Ordinanza sulla protezione del clima Rapporto esplicativo
6 Rapporto con il diritto internazionale
L’ordinanza proposta è compatibile con gli obblighi internazionali della Svizzera, segnatamente con l’Accordo di Parigi. In linea con la Convenzione quadro delle Nazioni Unite sui cambiamenti climatici (UNFCCC), di regola il traffico aereo internazionale non è incluso negli obiettivi climatici. Includendo le emissioni del traffico aereo internazionale, la Svizzera propone una nuova via che è comunque compatibile con gli obblighi di informazione a livello internazionale.
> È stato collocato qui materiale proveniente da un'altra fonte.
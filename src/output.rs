//! Per-locale output stores.
//!
//! One `values-<suffix>/strings.json` file per locale. Saving is always a
//! merge: existing entries are loaded first and only overwritten key by key,
//! so entries untouched by the current session survive. Keys whose values
//! carry non-standard formatting are recorded in the file's `unformatted`
//! set to suppress downstream lint false positives.

use std::collections::{BTreeMap, BTreeSet};
use std::fs;
use std::path::{Path, PathBuf};

use anyhow::{Context, Result};
use serde::{Deserialize, Serialize};
use tracing::{info, warn};

use crate::i18n::{Locale, TranslationValidator};

/// The on-disk document for one locale.
#[derive(Debug, Clone, Default, Serialize, Deserialize)]
pub struct LocaleFile {
    #[serde(default)]
    pub strings: BTreeMap<String, String>,
    #[serde(default, skip_serializing_if = "BTreeSet::is_empty")]
    pub unformatted: BTreeSet<String>,
}

/// Loads and merge-saves locale output files under a resource directory.
#[derive(Debug, Clone)]
pub struct LocaleOutputs {
    res_dir: PathBuf,
}

impl LocaleOutputs {
    pub fn new<P: AsRef<Path>>(res_dir: P) -> Self {
        Self {
            res_dir: res_dir.as_ref().to_path_buf(),
        }
    }

    /// Path of a locale's output file.
    pub fn file_path(&self, locale: Locale) -> PathBuf {
        self.res_dir
            .join(format!("values-{}", locale.resource_suffix()))
            .join("strings.json")
    }

    /// Load a locale's persisted key -> text entries.
    ///
    /// A missing file is an empty store; an unreadable one is treated the
    /// same, with a warning, so one corrupt locale never blocks a session.
    pub fn load(&self, locale: Locale) -> BTreeMap<String, String> {
        self.load_file(locale).strings
    }

    fn load_file(&self, locale: Locale) -> LocaleFile {
        let path = self.file_path(locale);
        if !path.exists() {
            return LocaleFile::default();
        }

        match fs::read_to_string(&path) {
            Ok(content) => match serde_json::from_str(&content) {
                Ok(file) => file,
                Err(e) => {
                    warn!("Could not parse {}: {}", path.display(), e);
                    LocaleFile::default()
                }
            },
            Err(e) => {
                warn!("Could not read {}: {}", path.display(), e);
                LocaleFile::default()
            }
        }
    }

    /// Merge new entries into a locale's store and persist it.
    ///
    /// Existing entries for keys not in `new_entries` are preserved. Values
    /// in `new_entries` must already be escaped; this method never escapes
    /// (escaping is not idempotent, and persisted values went through it
    /// when they were first written).
    ///
    /// `declared_unformatted` carries keys whose metadata declares format
    /// specifiers; on top of that, every merged value is auto-checked for a
    /// custom `%name%` placeholder or two-plus standard specifiers.
    ///
    /// Returns the number of entries written from `new_entries`.
    pub fn merge_and_save(
        &self,
        locale: Locale,
        new_entries: &BTreeMap<String, String>,
        declared_unformatted: &BTreeSet<String>,
    ) -> Result<usize> {
        let mut file = self.load_file(locale);

        for (key, value) in new_entries {
            file.strings.insert(key.clone(), value.clone());
            if declared_unformatted.contains(key) {
                file.unformatted.insert(key.clone());
            }
        }

        // Auto-detect non-standard formatting on the merged values.
        let flagged: Vec<String> = file
            .strings
            .iter()
            .filter(|(_, value)| needs_unformatted_flag(value))
            .map(|(key, _)| key.clone())
            .collect();
        file.unformatted.extend(flagged);

        let strings = &file.strings;
        file.unformatted.retain(|key| strings.contains_key(key));

        let path = self.file_path(locale);
        if let Some(parent) = path.parent() {
            fs::create_dir_all(parent)
                .with_context(|| format!("Failed to create {}", parent.display()))?;
        }

        let temp_path = path.with_extension("json.tmp");
        let bytes = serde_json::to_vec_pretty(&file)
            .context("Failed to serialize locale output file")?;
        fs::write(&temp_path, bytes)
            .with_context(|| format!("Failed to write {}", temp_path.display()))?;
        fs::rename(&temp_path, &path)
            .with_context(|| format!("Failed to replace {}", path.display()))?;

        info!(
            locale = locale.code(),
            written = new_entries.len(),
            total = file.strings.len(),
            "Saved locale output file"
        );
        Ok(new_entries.len())
    }
}

/// Whether a value needs the non-standard-format flag: either a custom
/// `%name%` placeholder or two or more standard format specifiers.
pub fn needs_unformatted_flag(value: &str) -> bool {
    if !TranslationValidator::extract_custom_placeholders(value).is_empty() {
        return true;
    }
    TranslationValidator::extract_specifiers(value).len() >= 2
}

#[cfg(test)]
mod tests {
    use super::*;
    use tempfile::tempdir;

    fn locale(code: &str) -> Locale {
        Locale::from_code(code).expect("registered locale")
    }

    fn entries(pairs: &[(&str, &str)]) -> BTreeMap<String, String> {
        pairs
            .iter()
            .map(|(k, v)| (k.to_string(), v.to_string()))
            .collect()
    }

    // ==================== Merge Tests ====================

    #[test]
    fn test_merge_preserves_existing_entries() {
        let dir = tempdir().expect("tempdir");
        let outputs = LocaleOutputs::new(dir.path());
        let de = locale("de");

        outputs
            .merge_and_save(de, &entries(&[("x", "old")]), &BTreeSet::new())
            .expect("first save");
        outputs
            .merge_and_save(de, &entries(&[("y", "new")]), &BTreeSet::new())
            .expect("second save");

        let merged = outputs.load(de);
        assert_eq!(merged.get("x").map(String::as_str), Some("old"));
        assert_eq!(merged.get("y").map(String::as_str), Some("new"));
    }

    #[test]
    fn test_merge_overwrites_key_by_key() {
        let dir = tempdir().expect("tempdir");
        let outputs = LocaleOutputs::new(dir.path());
        let fr = locale("fr");

        outputs
            .merge_and_save(fr, &entries(&[("x", "v1"), ("y", "kept")]), &BTreeSet::new())
            .expect("first save");
        outputs
            .merge_and_save(fr, &entries(&[("x", "v2")]), &BTreeSet::new())
            .expect("second save");

        let merged = outputs.load(fr);
        assert_eq!(merged.get("x").map(String::as_str), Some("v2"));
        assert_eq!(merged.get("y").map(String::as_str), Some("kept"));
    }

    #[test]
    fn test_load_missing_locale_is_empty() {
        let dir = tempdir().expect("tempdir");
        let outputs = LocaleOutputs::new(dir.path());
        assert!(outputs.load(locale("ja")).is_empty());
    }

    #[test]
    fn test_load_corrupt_file_is_empty_with_warning() {
        let dir = tempdir().expect("tempdir");
        let outputs = LocaleOutputs::new(dir.path());
        let it = locale("it");

        let path = outputs.file_path(it);
        fs::create_dir_all(path.parent().expect("parent")).expect("mkdir");
        fs::write(&path, "garbage").expect("write");

        assert!(outputs.load(it).is_empty());
    }

    #[test]
    fn test_file_path_uses_resource_suffix() {
        let outputs = LocaleOutputs::new("/res");
        let path = outputs.file_path(locale("zh-CN"));
        assert!(path.ends_with("values-zh-rCN/strings.json"));
    }

    #[test]
    fn test_merge_leaves_no_temp_file() {
        let dir = tempdir().expect("tempdir");
        let outputs = LocaleOutputs::new(dir.path());
        let ru = locale("ru");

        outputs
            .merge_and_save(ru, &entries(&[("k", "v")]), &BTreeSet::new())
            .expect("save");
        assert!(!outputs.file_path(ru).with_extension("json.tmp").exists());
    }

    // ==================== Unformatted Flag Tests ====================

    #[test]
    fn test_needs_unformatted_flag_custom_placeholder() {
        assert!(needs_unformatted_flag("Hello %userName%"));
    }

    #[test]
    fn test_needs_unformatted_flag_multiple_specifiers() {
        assert!(needs_unformatted_flag("Sent %1$d of %2$d"));
        assert!(needs_unformatted_flag("%s and %s"));
    }

    #[test]
    fn test_needs_unformatted_flag_single_specifier() {
        assert!(!needs_unformatted_flag("Hello %s"));
        assert!(!needs_unformatted_flag("plain text"));
    }

    #[test]
    fn test_declared_unformatted_keys_recorded() {
        let dir = tempdir().expect("tempdir");
        let outputs = LocaleOutputs::new(dir.path());
        let pl = locale("pl");

        let mut declared = BTreeSet::new();
        declared.insert("count_msg".to_string());
        outputs
            .merge_and_save(pl, &entries(&[("count_msg", "Wysłano %d")]), &declared)
            .expect("save");

        let raw = fs::read_to_string(outputs.file_path(pl)).expect("read");
        let file: LocaleFile = serde_json::from_str(&raw).expect("parse");
        assert!(file.unformatted.contains("count_msg"));
    }

    #[test]
    fn test_auto_detected_unformatted_keys_recorded() {
        let dir = tempdir().expect("tempdir");
        let outputs = LocaleOutputs::new(dir.path());
        let tr = locale("tr");

        outputs
            .merge_and_save(
                tr,
                &entries(&[("both", "%1$d / %2$d"), ("plain", "metin")]),
                &BTreeSet::new(),
            )
            .expect("save");

        let raw = fs::read_to_string(outputs.file_path(tr)).expect("read");
        let file: LocaleFile = serde_json::from_str(&raw).expect("parse");
        assert!(file.unformatted.contains("both"));
        assert!(!file.unformatted.contains("plain"));
    }
}
use std::path::PathBuf;
use std::sync::atomic::Ordering;
use std::sync::Arc;

use anyhow::{Context, Result};
use clap::{Parser, Subcommand};
use tracing::{info, warn};

use context_translate::config::Config;
use context_translate::export::build_export;
use context_translate::i18n::Locale;
use context_translate::metadata::{ConsistencyChecker, MetadataRepository};
use context_translate::output::LocaleOutputs;
use context_translate::provider::create_service;
use context_translate::session::{SessionOptions, TranslationSession};
use context_translate::source::SourceStrings;

#[derive(Parser)]
#[command(author, version, about, long_about = None)]
struct Cli {
    /// Base i18n directory holding the metadata store
    #[arg(long)]
    i18n_dir: Option<PathBuf>,

    /// Resource directory holding the values*/strings.json files
    #[arg(long)]
    res_dir: Option<PathBuf>,

    #[command(subcommand)]
    command: Commands,
}

#[derive(Subcommand)]
enum Commands {
    /// List all documented strings
    List,
    /// Show detailed metadata for a string
    Show { key: String },
    /// Validate metadata consistency with the source strings
    Validate,
    /// Export metadata for AI translation of one locale
    Export { locale: String },
    /// Show coverage statistics
    Stats,
    /// Remove metadata entries whose source string no longer exists
    Cleanup {
        /// Actually remove the orphans; the default is a dry run
        #[arg(long)]
        execute: bool,
    },
    /// Rebuild the index from the shard files on disk
    Reindex,
    /// Run the AI translation pipeline over the documented strings
    Translate {
        /// Translate to specific locales (comma-separated codes)
        #[arg(long, conflicts_with = "all_locales")]
        locales: Option<String>,

        /// Translate to every enabled target locale
        #[arg(long)]
        all_locales: bool,

        /// Translate only this string key (always re-translated)
        #[arg(long)]
        key: Option<String>,

        /// Show prompts without calling the translation provider
        #[arg(long)]
        dry_run: bool,

        /// Re-translate strings that are already complete
        #[arg(long)]
        force: bool,

        /// Write results into the per-locale output files
        #[arg(long)]
        output: bool,

        /// Concurrent provider calls (defaults to TRANSLATION_CONCURRENCY)
        #[arg(long)]
        concurrency: Option<usize>,
    },
}

#[tokio::main]
async fn main() -> Result<()> {
    // Load .env file (ignored when absent)
    let _ = dotenvy::dotenv();

    tracing_subscriber::fmt()
        .with_env_filter(
            tracing_subscriber::EnvFilter::from_default_env()
                .add_directive("context_translate=info".parse()?),
        )
        .init();

    let cli = Cli::parse();

    let mut config = Config::from_env()?;
    if let Some(i18n_dir) = cli.i18n_dir {
        config.i18n_dir = i18n_dir;
    }
    if let Some(res_dir) = cli.res_dir {
        config.res_dir = res_dir;
    }

    let mut repo = MetadataRepository::open(
        &config.i18n_dir,
        &config.metadata_subdir,
        &config.project,
    )?;

    match cli.command {
        Commands::List => cmd_list(&mut repo),
        Commands::Show { key } => cmd_show(&mut repo, &config, &key),
        Commands::Validate => cmd_validate(&mut repo, &config),
        Commands::Export { locale } => cmd_export(&mut repo, &config, &locale),
        Commands::Stats => cmd_stats(&mut repo, &config),
        Commands::Cleanup { execute } => cmd_cleanup(&mut repo, &config, execute),
        Commands::Reindex => cmd_reindex(&mut repo),
        Commands::Translate {
            locales,
            all_locales,
            key,
            dry_run,
            force,
            output,
            concurrency,
        } => {
            cmd_translate(
                &mut repo,
                &config,
                locales,
                all_locales,
                key,
                dry_run,
                force,
                output,
                concurrency,
            )
            .await
        }
    }
}

fn cmd_list(repo: &mut MetadataRepository) -> Result<()> {
    let all = repo.get_all()?;

    println!("\nDocumented strings ({}):", all.len());
    println!("{}", "=".repeat(80));
    for (key, record) in &all {
        println!("  {}", key);
        println!("    {}", record.short_description());
    }
    Ok(())
}

fn cmd_show(repo: &mut MetadataRepository, config: &Config, key: &str) -> Result<()> {
    let record = repo
        .get(key)
        .with_context(|| format!("No metadata found for: {}", key))?;

    let source_text = SourceStrings::load(&config.source_strings_path())
        .ok()
        .and_then(|source| source.get(key).map(str::to_string))
        .unwrap_or_else(|| "(not found in source strings)".to_string());

    println!("\nMetadata for: {}", key);
    println!("{}", "=".repeat(80));
    println!("\nSource Text: {}", source_text);
    println!("\nCategory: {}", record.category_or_default());
    println!("\nUI Location: {}", record.ui_location());
    println!("\nPurpose: {}", record.purpose.as_deref().unwrap_or(""));

    if let Some(constraints) = &record.constraints {
        println!("\nConstraints:");
        match constraints.max_length {
            Some(max_length) => println!("  Max Length: {}", max_length),
            None => println!("  Max Length: None"),
        }
        println!("  Reason: {}", constraints.reason.as_deref().unwrap_or("N/A"));
    }

    if let Some(guidance) = &record.translation_guidance {
        println!("\nTranslation Guidance:");
        println!("  Tone: {}", guidance.tone.as_deref().unwrap_or("N/A"));
        println!("  Style: {}", guidance.style.as_deref().unwrap_or("N/A"));
        if let Some(terminology) = &guidance.terminology {
            if let Some(preferred) = &terminology.preferred {
                println!("  Preferred Terms: {}", preferred.join(", "));
            }
            if let Some(avoid) = &terminology.avoid {
                println!("  Avoid Terms: {}", avoid.join(", "));
            }
        }
    }

    if let Some(technical) = &record.technical {
        println!("\nTechnical:");
        println!(
            "  Format Specifiers: {}",
            technical.format_specifiers.unwrap_or(false)
        );
        println!(
            "  Contains Emoji: {}",
            technical.contains_emoji.unwrap_or(false)
        );
        if let Some(emoji) = &technical.emoji_character {
            if !emoji.is_empty() {
                println!("  Emoji: {}", emoji);
            }
        }
    }

    Ok(())
}

fn cmd_validate(repo: &mut MetadataRepository, config: &Config) -> Result<()> {
    let source = SourceStrings::load(&config.source_strings_path())?;

    println!("\nValidating metadata consistency...");
    println!("{}", "=".repeat(80));

    let issues = ConsistencyChecker::new(repo, source.get_all()).validate()?;
    for issue in issues {
        println!("{}", issue);
    }

    // Persist the refreshed string counts.
    repo.save()?;
    Ok(())
}

fn cmd_export(repo: &mut MetadataRepository, config: &Config, locale: &str) -> Result<()> {
    let target = Locale::from_code(locale)?;
    let source = SourceStrings::load(&config.source_strings_path())?;
    let records = repo.get_all()?;

    let export = build_export(&records, &source, target, repo.project());
    let output_file = format!("translation_context_{}.json", target.code());
    std::fs::write(&output_file, serde_json::to_string_pretty(&export)?)
        .with_context(|| format!("Failed to write {}", output_file))?;

    println!(
        "Exported {} strings to {}",
        export.strings.len(),
        output_file
    );
    println!("\nExport Summary:");
    println!("  Total strings in project: {}", export.total_strings);
    println!("  Documented strings: {}", export.documented_strings);
    if export.total_strings > 0 {
        println!(
            "  Coverage: {:.1}%",
            export.documented_strings as f64 / export.total_strings as f64 * 100.0
        );
    }
    Ok(())
}

fn cmd_stats(repo: &mut MetadataRepository, config: &Config) -> Result<()> {
    let source = SourceStrings::load(&config.source_strings_path())?;
    let stats = ConsistencyChecker::new(repo, source.get_all()).stats()?;

    println!("\nMetadata Statistics");
    println!("{}", "=".repeat(80));
    println!("\nOverall Coverage:");
    println!("  Total strings: {}", stats.total_strings);
    println!("  Documented: {}", stats.documented_strings);
    println!("  Undocumented: {}", stats.undocumented_strings);
    println!("  Coverage: {:.1}%", stats.coverage_percent);

    println!("\nBy Category:");
    let mut categories: Vec<_> = stats.categories.iter().collect();
    categories.sort_by_key(|(_, count)| std::cmp::Reverse(**count));
    for (category, count) in categories {
        println!("  {}: {} strings", category, count);
    }

    println!("\nTechnical Features:");
    println!("  With format specifiers: {}", stats.with_format_specifiers);
    println!("  With emoji: {}", stats.with_emoji);
    println!("  With HTML: {}", stats.with_html);
    Ok(())
}

fn cmd_cleanup(repo: &mut MetadataRepository, config: &Config, execute: bool) -> Result<()> {
    let source = SourceStrings::load(&config.source_strings_path())?;
    let mut checker = ConsistencyChecker::new(repo, source.get_all());

    println!(
        "\n{}Cleaning orphaned metadata",
        if execute { "" } else { "DRY RUN - " }
    );
    println!("{}", "=".repeat(80));

    // Identical preview in both modes, before anything diverges.
    let orphans = checker.find_orphans()?;
    if orphans.is_empty() {
        println!("\nNo orphaned metadata found!");
        return Ok(());
    }

    let total: usize = orphans.values().map(Vec::len).sum();
    println!(
        "\nFound {} orphaned metadata entries in {} categories:\n",
        total,
        orphans.len()
    );
    for (category, keys) in &orphans {
        println!("{} ({} entries):", category, keys.len());
        for key in keys {
            println!("  - {}", key);
        }
        println!();
    }

    if execute {
        let removed = checker.remove_orphans(false)?;
        println!("Cleanup complete! Removed {} orphaned metadata entries.", removed);
    } else {
        println!("This is a DRY RUN. No files were modified.");
        println!("To actually remove orphaned metadata, re-run with --execute.");
    }
    Ok(())
}

fn cmd_reindex(repo: &mut MetadataRepository) -> Result<()> {
    repo.rebuild_index_from_shards()?;

    println!("Index rebuilt from shard files:");
    for category in repo.categories() {
        println!("  - {}", category);
    }
    Ok(())
}

#[allow(clippy::too_many_arguments)]
async fn cmd_translate(
    repo: &mut MetadataRepository,
    config: &Config,
    locales: Option<String>,
    all_locales: bool,
    key: Option<String>,
    dry_run: bool,
    force: bool,
    output: bool,
    concurrency: Option<usize>,
) -> Result<()> {
    let targets = if all_locales {
        Locale::all_targets()
    } else {
        let codes = locales.context(
            "No target locales specified; use --all-locales or --locales CODES",
        )?;
        Locale::parse_targets(&codes)?
    };

    let source = SourceStrings::load(&config.source_strings_path())?;
    let service: Arc<dyn context_translate::provider::TranslationService> =
        Arc::from(create_service(config, &targets)?);
    let outputs = LocaleOutputs::new(&config.res_dir);

    info!(
        provider = service.name(),
        locales = targets.len(),
        dry_run,
        force,
        "Starting translation session"
    );

    let session = TranslationSession::new(
        service,
        outputs,
        SessionOptions {
            targets,
            specific_key: key,
            dry_run,
            force,
            write_output: output,
            concurrency: concurrency.unwrap_or(config.concurrency),
        },
    );

    // Ctrl-C requests cooperative cancellation: finish the current keys,
    // skip the rest. Locale files already written stay valid and resumable.
    let cancel = session.cancel_flag();
    tokio::spawn(async move {
        if tokio::signal::ctrl_c().await.is_ok() {
            warn!("Interrupt received; finishing in-flight keys then stopping");
            cancel.store(true, Ordering::SeqCst);
        }
    });

    let report = session.run(repo, &source).await?;

    println!("\nTranslation session complete:");
    println!(
        "  Translated: {} strings ({} locale values)",
        report.translated, report.total_translations
    );
    println!("  Dispatched: {} provider calls", report.dispatched);
    println!("  Skipped (already complete): {}", report.skipped_complete);
    if !report.skipped_no_source.is_empty() {
        println!(
            "  Skipped (no source text): {}",
            report.skipped_no_source.join(", ")
        );
    }
    if report.cancelled > 0 {
        println!("  Cancelled before dispatch: {}", report.cancelled);
    }
    if output && !dry_run {
        println!("  Locale files written: {}", report.saved_locales);
    }
    if !report.failed.is_empty() {
        println!("  Failed: {}", report.failed.join(", "));
    }
    Ok(())
}
//! Translation service providers.
//!
//! The pipeline talks to an opaque `TranslationService`: one prompt in, one
//! locale -> text mapping out. Concrete providers are selected by
//! configuration at construction time, never by runtime introspection inside
//! the session logic.

use std::collections::BTreeMap;

use anyhow::{bail, Context, Result};
use async_trait::async_trait;
use serde::{Deserialize, Serialize};
use serde_json::Value;
use tracing::warn;

use crate::config::Config;
use crate::i18n::Locale;
use crate::prompt;
use crate::retry::{with_retry_if, RetryConfig};

/// A provider response: locale code -> translated text.
pub type LocaleTexts = BTreeMap<String, String>;

/// An opaque multi-locale translation service.
#[async_trait]
pub trait TranslationService: Send + Sync {
    /// Translate one prompt into every target locale.
    async fn translate(&self, prompt: &str) -> Result<LocaleTexts>;

    fn name(&self) -> &'static str;
}

/// Which provider backs the service.
#[derive(Debug, Clone, Copy, PartialEq, Eq)]
pub enum Provider {
    OpenAi,
    Anthropic,
}

impl std::str::FromStr for Provider {
    type Err = anyhow::Error;

    fn from_str(s: &str) -> Result<Self> {
        match s.to_ascii_lowercase().as_str() {
            "openai" => Ok(Provider::OpenAi),
            "anthropic" => Ok(Provider::Anthropic),
            other => bail!("Unknown translation provider '{}'", other),
        }
    }
}

/// Build the configured translation service.
pub fn create_service(config: &Config, targets: &[Locale]) -> Result<Box<dyn TranslationService>> {
    let target_codes: Vec<String> = targets
        .iter()
        .map(|locale| locale.code().to_string())
        .collect();

    match config.provider {
        Provider::OpenAi => {
            let api_key = config
                .openai_api_key
                .clone()
                .context("OPENAI_API_KEY not set")?;
            Ok(Box::new(OpenAiService {
                client: reqwest::Client::new(),
                api_url: config.openai_api_url.clone(),
                api_key,
                model: config.openai_model.clone(),
                target_codes,
            }))
        }
        Provider::Anthropic => {
            let api_key = config
                .anthropic_api_key
                .clone()
                .context("ANTHROPIC_API_KEY not set")?;
            Ok(Box::new(AnthropicService {
                client: reqwest::Client::new(),
                api_url: config.anthropic_api_url.clone(),
                api_key,
                model: config.anthropic_model.clone(),
                target_codes,
            }))
        }
    }
}

#[derive(Debug, Serialize, Deserialize)]
struct Message {
    role: String,
    content: String,
}

// ==================== OpenAI ====================

/// OpenAI chat completions with strict JSON-schema structured output.
pub struct OpenAiService {
    client: reqwest::Client,
    api_url: String,
    api_key: String,
    model: String,
    target_codes: Vec<String>,
}

#[derive(Debug, Serialize)]
struct ChatRequest {
    model: String,
    messages: Vec<Message>,
    max_completion_tokens: u32,
    #[serde(skip_serializing_if = "Option::is_none")]
    temperature: Option<f32>,
    response_format: Value,
}
//! Headless engine for the simulated terminal: the command interpreter, tab
//! completion over the command table, and the view-routing shell reducer.
//!
//! Rendering hosts own the input line and the display; this crate owns what a
//! submitted line means and how the shell state transitions in response.

#![warn(missing_docs, rustdoc::broken_intra_doc_links)]

pub mod interpreter;
pub mod state;

pub use interpreter::{complete, completions, interpret, unknown_output, CommandSpec, COMMANDS};
pub use state::{reduce_shell, ShellAction, ShellEffect, ShellState};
L’inclusione del traffico aereo e dei suoi effetti climatici nella troposfera superiore e nella stratosfera inferiore è in corso di discussione anche in altri Paesi, come il Regno Unito o la Spagna.
7 Protezione dei dati
L’articolo 40b della legge sul CO2 autorizza le autorità federali o i servizi e le persone competenti a consultare e trattare dati personali, ivi inclusi dati personali degni di particolare protezione concernenti procedimenti o sanzioni amministrativi e penali, per quanto necessario per l’adempimento dei compiti e degli obblighi previsti dalla presente ordinanza.